China has cried foul and called this a breach of international law. Boris Johnson for his part has said he is happy to recognize the UK's relationship with the people of HK and the two nations' shared values and history.

The scheme could allow for about 5 million new arrivals including BN(O) eligible citizens and their dependents, but is expected to draw significantly fewer people. At its maximum that would be a group of people about the size of scotland.

So what do you guys think? Is this a breach of international law? How many people do you think will take advantage of this scheme?

https://www.reuters.com/article/BigStory12/idUSKBN29Y00R


----------



## Viri (Jan 29, 2021)

x65943 said:


> China has cried foul and called this a breach of international law.


Oh no, a bunch of HK citizens who do not want to be ruled over by an Authoritarian "Communist" regime wants to gain citizenship to a democratic country! I guess being able to criticize your own gov, and not vanish over night sounds mighty tempting. Anything that makes the CCP booty blasted is a good thing to me.

Good on the UK!

Reminder, this is what happens when you dare say something bad about the glorious leader in China.


Spoiler


----------



## notimp (Jan 29, 2021)

Brain drain extraordinaire.


----------



## Deleted member 507653 (Jan 29, 2021)

It's a good idea to summarize the article in good faith, I think.

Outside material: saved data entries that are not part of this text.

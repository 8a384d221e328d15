use thiserror::Error;

/// 流水线错误类型定义
#[derive(Debug, Error)]
pub enum CourierError {
    #[error("箱子超载: {count} 个包裹超过容量 {capacity}")]
    BoxOverfilled { count: usize, capacity: usize },

    #[error("配置错误: {0}")]
    Configuration(String),

    #[error("队列已关闭: {0}")]
    QueueClosed(String),

    #[error("运行时错误: {0}")]
    Runtime(String),

    #[error("工作单元异常退出: {name}")]
    WorkerPanicked { name: String },

    #[error("内部错误: {0}")]
    Internal(String),
}

impl CourierError {
    pub fn config_error<S: Into<String>>(msg: S) -> Self {
        Self::Configuration(msg.into())
    }

    pub fn queue_closed<S: Into<String>>(queue: S) -> Self {
        Self::QueueClosed(queue.into())
    }

    /// 不变量被破坏，说明存在程序缺陷而不是运行时故障
    pub fn is_invariant_violation(&self) -> bool {
        matches!(self, CourierError::BoxOverfilled { .. })
    }
}

impl From<std::io::Error> for CourierError {
    fn from(err: std::io::Error) -> Self {
        CourierError::Runtime(err.to_string())
    }
}

impl From<anyhow::Error> for CourierError {
    fn from(err: anyhow::Error) -> Self {
        CourierError::Internal(err.to_string())
    }
}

It sounds like a smart move on UK's part seeing as how they will be generating a lot of easy money -- $350 per visa that lasts 5 years with no guarantee of citizenship, under the guise of human rights. Not to mention those who have the means to immigrate will be mostly upper middle class and educated. 

Now, the outcome may be positive but we should not fall into the delusion that international politics ever comes solely from compassion.


It's fun reading all the big brain thoughts, but what are your thoughts X?


----------



## x65943 (Jan 29, 2021)

cauliquackers said:


> It's a good idea to summarize the article in good faith, I think.
> 
> It sounds like a smart move on UK's part seeing as how they will be generating a lot of easy money -- $350 per visa that lasts 5 years with no guarantee of citizenship, under the guise of human rights. Not to mention those who have the means to immigrate will be mostly upper middle class and educated.
> 
> ...


To paraphrase notimp, I think it will bring a lot of highly skilled labor to the UK the likes of which they will mostly no longer have access to from the EU


----------



## notimp (Jan 29, 2021)

Brain drain: https://en.wikipedia.org/wiki/Human_capital_flight

extraordinaire = extraordinary: could be read as 'the opposite of ordinary" - its not ordinary - its extra-ordinary, so mundane, but also a little bit special, also - the french phrasing used - to add more pizzazz. To make it more of a joke (not respecting the content of those words).













#unnecesarilydeepexplainations


----------



## linuxares (Jan 29, 2021)

Would be very interesting if a lot of people jump on board and just turn HK in to a ghost town. Not that it would happen but I can see that a massive exodus might happen. They are used to their lives being free, they don't want a dystopian dictator over their head.

Also, how is it breaking international law giving asylum to people?


----------